On the same day President-elect Joe Biden urged Congress to pass additional coronavirus relief, Ohio Rep. Marcia Fudge said on Monday “it is long past time to increase SNAP benefits by 15 percent” and devote additional funds to other public nutrition programs. Fudge, a leading nutrition advocate in Congress, is among possible Biden nominees for agriculture secretary.
A 15 percent increase in food stamps is among the elements of the $3 trillion coronavirus bill that was passed by the House last summer.

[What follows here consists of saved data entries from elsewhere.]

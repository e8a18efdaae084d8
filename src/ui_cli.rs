use std::io::{self, Write};

use crate::app::AppError;
use crate::config::Config;
use crate::i18n::{keys, Translator};
use crate::report;
use crate::roi::{self, RoiInputs};

/// 메인 메뉴 선택지를 표현한다.
#[derive(Debug, Clone, Copy, PartialEq, Eq)]
pub enum MenuChoice {
    Compute,
    Series,
    Defaults,
    Settings,
    Exit,
}

/// 메인 메뉴를 표시하고 선택값을 반환한다.
pub fn main_menu(tr: &Translator) -> Result<MenuChoice, AppError> {
    println!("{}", tr.t(keys::MAIN_MENU_TITLE));
    println!("{}", tr.t(keys::MAIN_MENU_COMPUTE));
    println!("{}", tr.t(keys::MAIN_MENU_SERIES));
    println!("{}", tr.t(keys::MAIN_MENU_DEFAULTS));
    println!("{}", tr.t(keys::MAIN_MENU_SETTINGS));
    println!("{}", tr.t(keys::MAIN_MENU_EXIT));
    loop {
        let sel = read_line(tr.t(keys::PROMPT_MENU_SELECT))?;
        match parse_menu(&sel) {
            Some(choice) => return Ok(choice),
            None => println!("{}", tr.t(keys::INVALID_SELECTION_RETRY)),
        }
    }
}

fn parse_menu(sel: &str) -> Option<MenuChoice> {
    match sel.trim() {
        "1" => Some(MenuChoice::Compute),
        "2" => Some(MenuChoice::Series),
        "3" => Some(MenuChoice::Defaults),
        "4" => Some(MenuChoice::Settings),
        "0" => Some(MenuChoice::Exit),
        _ => None,
    }
}

/// ROI 계산 메뉴를 처리한다. 이번에 사용한 입력을 돌려준다.
pub fn handle_compute(
    tr: &Translator,
    cfg: &Config,
    previous: &RoiInputs,
) -> Result<RoiInputs, AppError> {
    let inputs = prompt_inputs(tr, previous)?;
    let result = roi::compute_roi(&inputs);
    println!("{}", report::render_summary(&result, &cfg.display, tr));
    Ok(inputs)
}

/// 마지막 입력으로 누적 현금흐름 표를 출력한다.
pub fn handle_series(tr: &Translator, cfg: &Config, inputs: &RoiInputs) {
    let result = roi::compute_roi(inputs);
    println!("{}", report::render_series(&result, &cfg.display, tr));
}

/// 설정 파일에 저장될 기본 가정값을 변경한다.
pub fn handle_defaults(tr: &Translator, cfg: &mut Config) -> Result<(), AppError> {
    println!("{}", tr.t(keys::DEFAULTS_HEADING));
    println!("{}", report::render_inputs(&cfg.defaults, &cfg.display, tr));
    cfg.defaults = prompt_inputs(tr, &cfg.defaults)?;
    Ok(())
}

/// 설정 메뉴를 처리한다. 언어가 바뀌었으면 true.
pub fn handle_settings(tr: &Translator, cfg: &mut Config) -> Result<bool, AppError> {
    println!("{}", tr.t(keys::SETTINGS_HEADING));
    println!(
        "{} lang={} symbol={} digits={}",
        tr.t(keys::SETTINGS_CURRENT),
        cfg.language.as_deref().unwrap_or("auto"),
        cfg.display.currency_symbol,
        cfg.display.fraction_digits
    );
    println!("{}", tr.t(keys::SETTINGS_OPTIONS));
    let sel = read_line(tr.t(keys::SETTINGS_PROMPT_CHANGE))?;
    match sel.trim() {
        "" => Ok(false),
        "1" => {
            let code = read_line(tr.t(keys::SETTINGS_PROMPT_LANGUAGE))?;
            cfg.language = match code.trim() {
                "" | "auto" => None,
                other => Some(other.to_string()),
            };
            Ok(true)
        }
        "2" => {
            let symbol = read_line(tr.t(keys::SETTINGS_PROMPT_SYMBOL))?;
            cfg.display.currency_symbol = symbol.trim().to_string();
            Ok(false)
        }
        "3" => {
            let digits = read_line(tr.t(keys::SETTINGS_PROMPT_DIGITS))?;
            match digits.trim().parse::<u8>() {
                Ok(d) if d <= 6 => cfg.display.fraction_digits = d,
                _ => println!("{}", tr.t(keys::SETTINGS_INVALID)),
            }
            Ok(false)
        }
        _ => {
            println!("{}", tr.t(keys::SETTINGS_INVALID));
            Ok(false)
        }
    }
}

fn prompt_inputs(tr: &Translator, defaults: &RoiInputs) -> Result<RoiInputs, AppError> {
    println!("{}", tr.t(keys::INPUTS_HEADING));
    println!("{}", tr.t(keys::INPUTS_KEEP_DEFAULT_NOTE));
    let disposal = read_f64_or(tr, keys::PROMPT_DISPOSAL, defaults.disposal)?;
    let consumables = read_f64_or(tr, keys::PROMPT_CONSUMABLES, defaults.consumables)?;
    let reduction = read_f64_or(tr, keys::PROMPT_REDUCTION, defaults.reduction)?;
    let impl_cost = read_f64_or(tr, keys::PROMPT_IMPL_COST, defaults.impl_cost)?;
    println!("{}", tr.t(keys::HELP_OPEX_DELTA));
    let opex_delta = read_f64_or(tr, keys::PROMPT_OPEX_DELTA, defaults.opex_delta)?;
    let rate = read_f64_or(tr, keys::PROMPT_RATE, defaults.rate)?;
    let horizon = read_f64_or(tr, keys::PROMPT_HORIZON, defaults.horizon)?;
    Ok(RoiInputs {
        disposal,
        consumables,
        reduction,
        impl_cost,
        opex_delta,
        rate,
        horizon,
    })
}

fn read_line(prompt: &str) -> Result<String, AppError> {
    print!("{prompt}");
    io::stdout().flush()?;
    let mut buf = String::new();
    io::stdin().read_line(&mut buf)?;
    Ok(buf)
}

fn read_f64_or(tr: &Translator, key: &str, default: f64) -> Result<f64, AppError> {
    loop {
        let s = read_line(&format!("{} [{default}]: ", tr.t(key)))?;
        match parse_number_or(&s, default) {
            Some(v) => return Ok(v),
            None => println!("{}", tr.t(keys::ERROR_INVALID_NUMBER)),
        }
    }
}

/// 빈 입력은 기본값, 그 외에는 천 단위 쉼표를 허용하는 유한 숫자만 받는다.
fn parse_number_or(input: &str, default: f64) -> Option<f64> {
    let s = input.trim();
    if s.is_empty() {
        return Some(default);
    }
    s.replace(',', "")
        .parse::<f64>()
        .ok()
        .filter(|v| v.is_finite())
}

Biden cited the bill when asked during a news conference what could be done quickly to reduce unemployment and ease economic turmoil. “What I would do is pass the HEROES Act,” said Biden, putting the onus on the Republican-run Senate to act.
“Today, hunger is reaching historic highs,” said Fudge on social media. “It is long past time to increase SNAP benefits by 15 percent and provide additional funding for nutrition programs that put food on the table.”
Fudge would be the first Black woman agriculture secretary if Biden chose her. The former mayor of Warrensville Heights, Ohio, Fudge won election to her eighth term on Nov 3.
Meanwhile, an array of farm, environmental. animal welfare and consumer groups signed a letter of opposition to former North Dakota Sen. Heidi Heitkamp, the most prominently mentioned potential nominee for agriculture secretary. They hoped to have 100 signatures on the letter by Tuesday. Kari Hamerschlag of Friends of the Earth, one of the groups organizing the letter, said Heitkamp has supported agribusiness and fossil fuels so she is “is the wrong person to steer today’s agriculture away from energy intensive industrial monoculture and factory farming.”
“Personnel is policy, and Heitkamp would undermine any progress President Biden might hope to make” on climate change, said Krissy Kasserman of Food and Water Watch, another of the core signatories of the letter.
North Dakota is one of the two largest wheat-growing states as well as being an oil producer. After losing re-election in 2018, Heitkamp was a founder of the One Country Project to improve the standing of the Democratic Party in rural America, which twice voted by a 2-to-1 margin for President Trump.
Nutrition programs account for two-thirds of USDA outlays but agricultural supports often are the dominant topic of discussion for the department’s activities, perhaps because USDA has thousands of local offices to deal directly with farmers and ranchers. It writes the rules for nutrition programs such as SNAP and WIC but state agencies are the contact point for recipients.
Traditionally, rural lawmakers form the membership of the Senate and House Agriculture committees. Fudge is a rare urban member of the House panel, along with fellow Democrats Jim McGovern of Massachusetts and Alma Adams of North Carolina. There are 108 farms in Fudge’s district in northeastern Ohio, according to the 2017 Census of Agriculture. Adams and McGovern, who chairs the House Rules Committee, are anti-hunger advocates like Fudge, who chairs the subcommittee on nutrition.
Several other people were in the mix, or the conversational mix at a minimum, for agriculture secretary. Politico said Montana Gov. Steve Bullock has been mentioned following his loss in a Senate race and so has departing House Agriculture chairman Collin Peterson.
Fudge was an outspoken critic of the $4.5 billion Farmers to Families Food Box program, the Trump administration’s response to hunger during the pandemic. “This is just fraught with waste, fraud and abuse,” she said during a July subcommittee hearing. “We have no idea what you are doing. Nor do you, because you can’t answer the questions.” The USDA official overseeing the program, which was run by contractors, said the giveaway program went into operation without a formula to assure aid was distributed fairly across the country.
In an interview, Fudge told the news site cleveland.com that the food box was a poor use of federal money and it would make more sense to put more money into SNAP. If she became agriculture secretary, she said she would review the effectiveness of USDA programs, including SNAP, and emphasize issues such as climate change and clean water. “I’ve worked on enough farm bill, I think, to put my experience against almost anybody’s,” she told the news site.
A consequence of the rural preference for Republican candidates is that Democrats represent a relative handful of the approximately six dozen rural House districts. The imbalance could leave farmers, and rural Americans, without advocates when legislation is written. According to Mary Kay Thatcher, who had a long career as a farm lobbyist, “If we don’t have bipartisan support, we’re up a creek without them,” reported Feedstuffs.